Before Uriel could ask, he felt a presence behind him and turned to see one of the priests, a youngish man with haunted eyes, staring at him in rapt fascination.

'Preacher,' said Uriel, respectfully.

'No, not yet!' yelped the priest, twisting his prayer beads round and around his wrists in ever tighter loops. 'No, no preacher am I. A poor cenobite, only, my angel of death.'

Uriel could see the man's palms were slick with blood and wondered what manner of order he belonged to. There were thousands of recognised sects within the Imperium and this man could belong to any one of them. He scanned the man's robes for some clue, but his deep blue chasuble and scapular were unadorned save for their silver fastenings.
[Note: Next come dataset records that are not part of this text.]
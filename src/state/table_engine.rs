use std::rc::Rc;

use serde_json::Value;

use crate::state::cell_edit::{CellEditController, CommitOutcome};
use crate::state::columns::{ColumnDef, ColumnKind};
use crate::state::data_model::{Row, TableData};
use crate::state::row_store::{RowId, RowRef, RowStore, RowStoreError, StoredRow};

#[derive(Clone, Copy, Debug, Default, PartialEq, Eq, PartialOrd, Ord)]
pub enum PageSize {
    #[default]
    Ten,
    Twenty,
    Thirty,
    Fifty,
}

impl PageSize {
    pub const ALL: [PageSize; 4] = [Self::Ten, Self::Twenty, Self::Thirty, Self::Fifty];

    pub fn get(self) -> usize {
        match self {
            Self::Ten => 10,
            Self::Twenty => 20,
            Self::Thirty => 30,
            Self::Fifty => 50,
        }
    }
}

impl TryFrom<usize> for PageSize {
    type Error = usize;

    fn try_from(value: usize) -> Result<Self, Self::Error> {
        Self::ALL
            .into_iter()
            .find(|size| size.get() == value)
            .ok_or(value)
    }
}

#[derive(Clone, Copy, Debug, Default, PartialEq, Eq)]
pub struct Pagination {
    pub index: usize,
    pub size: PageSize,
}

impl Pagination {
    pub fn page_count(&self, rows: usize) -> usize {
        rows.div_ceil(self.size.get()).max(1)
    }

    pub fn range(&self, rows: usize) -> std::ops::Range<usize> {
        let start = (self.index * self.size.get()).min(rows);
        let end = (start + self.size.get()).min(rows);
        start..end
    }
}

#[derive(Clone, Debug)]
pub struct TableEngine {
    store: RowStore,
    columns: Rc<[ColumnDef]>,
    pagination: Pagination,
}

impl TableEngine {
    pub fn new(rows: TableData, columns: Rc<[ColumnDef]>) -> Result<Self, RowStoreError> {
        Ok(Self::from_store(RowStore::from_rows(rows)?, columns))
    }

    pub fn from_store(store: RowStore, columns: Rc<[ColumnDef]>) -> Self {
        Self {
            store,
            columns,
            pagination: Pagination::default(),
        }
    }

    pub fn store(&self) -> &RowStore {
        &self.store
    }

    pub fn columns(&self) -> &Rc<[ColumnDef]> {
        &self.columns
    }

    pub fn column(&self, key: &str) -> Option<&ColumnDef> {
        self.columns.iter().find(|column| column.key == key)
    }

    pub fn set_columns(&mut self, columns: Rc<[ColumnDef]>) {
        self.columns = columns;
    }

    pub fn replace_rows(&mut self, rows: TableData) -> Result<bool, RowStoreError> {
        let replaced = self.store.replace_rows(rows)?;
        if replaced {
            self.clamp_page();
        }
        Ok(replaced)
    }

    pub fn pagination(&self) -> Pagination {
        self.pagination
    }

    pub fn page_index(&self) -> usize {
        self.pagination.index
    }

    pub fn page_size(&self) -> PageSize {
        self.pagination.size
    }

    pub fn page_count(&self) -> usize {
        self.pagination.page_count(self.store.len())
    }

    pub fn page_rows(&self) -> &[StoredRow] {
        &self.store.rows()[self.pagination.range(self.store.len())]
    }

    pub fn can_previous(&self) -> bool {
        self.pagination.index > 0
    }

    pub fn can_next(&self) -> bool {
        self.pagination.index + 1 < self.page_count()
    }

    pub fn first_page(&mut self) -> bool {
        self.go_to_page(0)
    }

    pub fn previous_page(&mut self) -> bool {
        if !self.can_previous() {
            return false;
        }
        self.go_to_page(self.pagination.index - 1)
    }

    pub fn next_page(&mut self) -> bool {
        if !self.can_next() {
            return false;
        }
        self.go_to_page(self.pagination.index + 1)
    }

    pub fn last_page(&mut self) -> bool {
        self.go_to_page(self.page_count() - 1)
    }

    /// Switches page size while keeping the first visible row on screen.
    pub fn set_page_size(&mut self, size: PageSize) {
        let first_row = self.pagination.index * self.pagination.size.get();
        self.pagination.size = size;
        self.pagination.index = first_row / size.get();
        self.clamp_page();
    }

    /// Runs the cell's commit protocol and applies an accepted value.
    /// Returns true when the store changed. When the store refuses the value
    /// the controller is reset to the stored one.
    pub fn commit_cell(
        &mut self,
        row: &RowId,
        column_key: &str,
        controller: &mut CellEditController,
    ) -> bool {
        let Some(column) = self.column(column_key) else {
            return false;
        };

        let previous = controller.committed().clone();
        match controller.commit(column) {
            CommitOutcome::Committed(value) => {
                let applied = self.store.update_cell(RowRef::Id(row), column_key, value);
                if applied {
                    tracing::debug!(%row, column = column_key, "cell committed");
                } else {
                    // The store refused the value; the cell falls back to what it holds.
                    let stored = match self.store.get(row) {
                        Some(stored) => {
                            stored.fields.get(column_key).cloned().unwrap_or(Value::Null)
                        }
                        None => previous,
                    };
                    tracing::debug!(%row, column = column_key, "cell commit refused by store");
                    controller.sync_committed(stored);
                }
                applied
            }
            CommitOutcome::Unchanged => false,
            CommitOutcome::Rejected(message) => {
                tracing::debug!(%row, column = column_key, %message, "cell commit rejected");
                false
            }
        }
    }

    pub fn update_cell(&mut self, row: RowRef<'_>, column_key: &str, value: Value) -> bool {
        self.store.update_cell(row, column_key, value)
    }

    pub fn toggle_checkbox(&mut self, row: &RowId, column_key: &str) -> bool {
        let Some(column) = self.column(column_key) else {
            return false;
        };
        if column.kind != ColumnKind::Checkbox {
            return false;
        }
        let Some(current) = self.store.get(row) else {
            return false;
        };

        let next = if current.text(column_key) == "1" { "" } else { "1" };
        self.store
            .update_cell(RowRef::Id(row), column_key, Value::String(next.to_string()))
    }

    /// An empty row for every column except the identifier, which the store
    /// generates.
    pub fn blank_row(&self) -> Row {
        self.columns
            .iter()
            .filter(|column| column.key != self.store.id_field())
            .map(|column| (column.key.clone(), Value::String(String::new())))
            .collect()
    }

    pub fn push_row(&mut self, row: Row) -> Result<RowId, RowStoreError> {
        self.store.push_row(row)
    }

    /// Removes every row whose `column_key` cell displays as `value`.
    pub fn remove_rows_where(&mut self, column_key: &str, value: &str) -> usize {
        let doomed: Vec<RowId> = self
            .store
            .rows()
            .iter()
            .filter(|row| row.text(column_key) == value)
            .map(|row| row.id.clone())
            .collect();

        let removed = doomed
            .iter()
            .filter(|id| self.store.remove_row(id))
            .count();
        if removed > 0 {
            self.clamp_page();
        }
        removed
    }

    fn go_to_page(&mut self, index: usize) -> bool {
        let index = index.min(self.page_count() - 1);
        if index == self.pagination.index {
            return false;
        }
        self.pagination.index = index;
        true
    }

    fn clamp_page(&mut self) {
        let last = self.page_count() - 1;
        if self.pagination.index > last {
            self.pagination.index = last;
        }
    }
}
'Can I help you with something?' pressed Uriel as Pasanius rose to his feet and stood by his side.

The man shook his head. 'No,' he cackled with a lopsided grin. 'Already dead am I. The Omphalos Daemonium comes! I feel it pushing out from the inside of my skull. He will take me and everyone else for his infernal engine. Deadmorsels for his furnace, flesh for his table and blood for his chalice.'

Uriel shared a sidelong glance at Pasanius and rolled his eyes, realising that the cenobite was utterly insane, a common complaint amongst the more zealous of the Emperor's followers. Such unfortunates were deemed to exist on a level closer to the divine Emperor and allowed to roam free that their ravings might be grant some clue to the will of the Immortal Master of Mankind.

'I thank you for your words, preacher,' said Uriel, 'but we have completed our devotions and must take our leave.'

'No,' said the cenobite emphatically.

'No? What are you talking about?' asked Uriel, beginning to lose patience with the lunatic priest. Like most of the Adeptus Astartes, the Ultramarines had a strained relationship with the priests of the Ministorum: the Space Marines' belief that the Emperor was the mightiest mortal to bestride the galaxy, but a mortal nonetheless, diametrically opposed to the teachings of their Ecclesiarch.